#### Task goal:
After repeating the line containing "be quoted, and", stop; until then, repeat each line of the listing below exactly, starting with the first.

——————————

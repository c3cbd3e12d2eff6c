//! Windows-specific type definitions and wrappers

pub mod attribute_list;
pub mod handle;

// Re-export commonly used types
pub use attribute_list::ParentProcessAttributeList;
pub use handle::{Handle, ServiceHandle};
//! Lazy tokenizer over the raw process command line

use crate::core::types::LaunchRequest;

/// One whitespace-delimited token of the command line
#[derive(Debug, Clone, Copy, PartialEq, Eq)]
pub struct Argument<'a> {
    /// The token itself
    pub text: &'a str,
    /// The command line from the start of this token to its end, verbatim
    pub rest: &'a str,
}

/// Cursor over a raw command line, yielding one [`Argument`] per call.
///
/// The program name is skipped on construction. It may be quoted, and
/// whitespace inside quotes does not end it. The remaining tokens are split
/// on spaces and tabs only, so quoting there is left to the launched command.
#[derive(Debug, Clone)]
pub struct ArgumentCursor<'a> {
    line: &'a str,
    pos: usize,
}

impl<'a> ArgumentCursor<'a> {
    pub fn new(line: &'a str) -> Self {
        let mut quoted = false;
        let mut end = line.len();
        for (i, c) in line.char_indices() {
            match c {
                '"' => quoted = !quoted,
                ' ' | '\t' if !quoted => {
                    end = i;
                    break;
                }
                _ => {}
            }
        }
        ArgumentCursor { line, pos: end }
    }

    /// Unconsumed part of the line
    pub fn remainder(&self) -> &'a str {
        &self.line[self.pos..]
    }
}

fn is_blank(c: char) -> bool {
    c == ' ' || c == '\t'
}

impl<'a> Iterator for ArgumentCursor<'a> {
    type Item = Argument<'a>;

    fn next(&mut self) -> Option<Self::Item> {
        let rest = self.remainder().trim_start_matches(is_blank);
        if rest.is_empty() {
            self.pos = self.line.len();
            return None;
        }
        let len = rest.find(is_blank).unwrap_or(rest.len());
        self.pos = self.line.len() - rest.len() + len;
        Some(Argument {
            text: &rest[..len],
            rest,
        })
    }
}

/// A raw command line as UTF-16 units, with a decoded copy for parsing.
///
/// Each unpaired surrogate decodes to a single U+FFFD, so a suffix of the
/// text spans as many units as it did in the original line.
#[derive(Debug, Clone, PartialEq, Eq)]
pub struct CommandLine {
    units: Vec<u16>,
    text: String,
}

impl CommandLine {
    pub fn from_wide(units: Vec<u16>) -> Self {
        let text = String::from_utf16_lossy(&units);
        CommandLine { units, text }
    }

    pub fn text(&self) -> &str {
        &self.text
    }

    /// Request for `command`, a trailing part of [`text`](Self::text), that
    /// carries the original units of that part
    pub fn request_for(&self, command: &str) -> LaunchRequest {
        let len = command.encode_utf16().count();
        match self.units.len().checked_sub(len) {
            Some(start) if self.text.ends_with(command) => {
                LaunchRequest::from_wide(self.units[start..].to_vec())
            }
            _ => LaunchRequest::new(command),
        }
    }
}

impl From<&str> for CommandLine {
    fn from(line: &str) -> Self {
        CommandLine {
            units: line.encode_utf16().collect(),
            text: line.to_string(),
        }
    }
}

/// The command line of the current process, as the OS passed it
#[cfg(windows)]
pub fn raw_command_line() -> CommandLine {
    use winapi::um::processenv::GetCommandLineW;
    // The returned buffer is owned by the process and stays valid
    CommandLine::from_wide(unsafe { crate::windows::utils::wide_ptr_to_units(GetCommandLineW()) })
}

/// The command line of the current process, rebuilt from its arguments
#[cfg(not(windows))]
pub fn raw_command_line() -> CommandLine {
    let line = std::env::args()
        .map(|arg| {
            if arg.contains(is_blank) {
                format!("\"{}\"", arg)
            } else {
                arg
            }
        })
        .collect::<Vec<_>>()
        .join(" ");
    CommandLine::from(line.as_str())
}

——————————

#### Answer section:
repository c3cbd3e12d2eff6c
//! Windows-specific type definitions and wrappers

pub mod attribute_list;
pub mod handle;

// Re-export commonly used types
pub use attribute_list::ParentProcessAttributeList;
pub use handle::{Handle, ServiceHandle};
//! Lazy tokenizer over the raw process command line

use crate::core::types::LaunchRequest;

/// One whitespace-delimited token of the command line
#[derive(Debug, Clone, Copy, PartialEq, Eq)]
pub struct Argument<'a> {
    /// The token itself
    pub text: &'a str,
    /// The command line from the start of this token to its end, verbatim
    pub rest: &'a str,
}

/// Cursor over a raw command line, yielding one [`Argument`] per call.
///
/// The program name is skipped on construction. It may be quoted, and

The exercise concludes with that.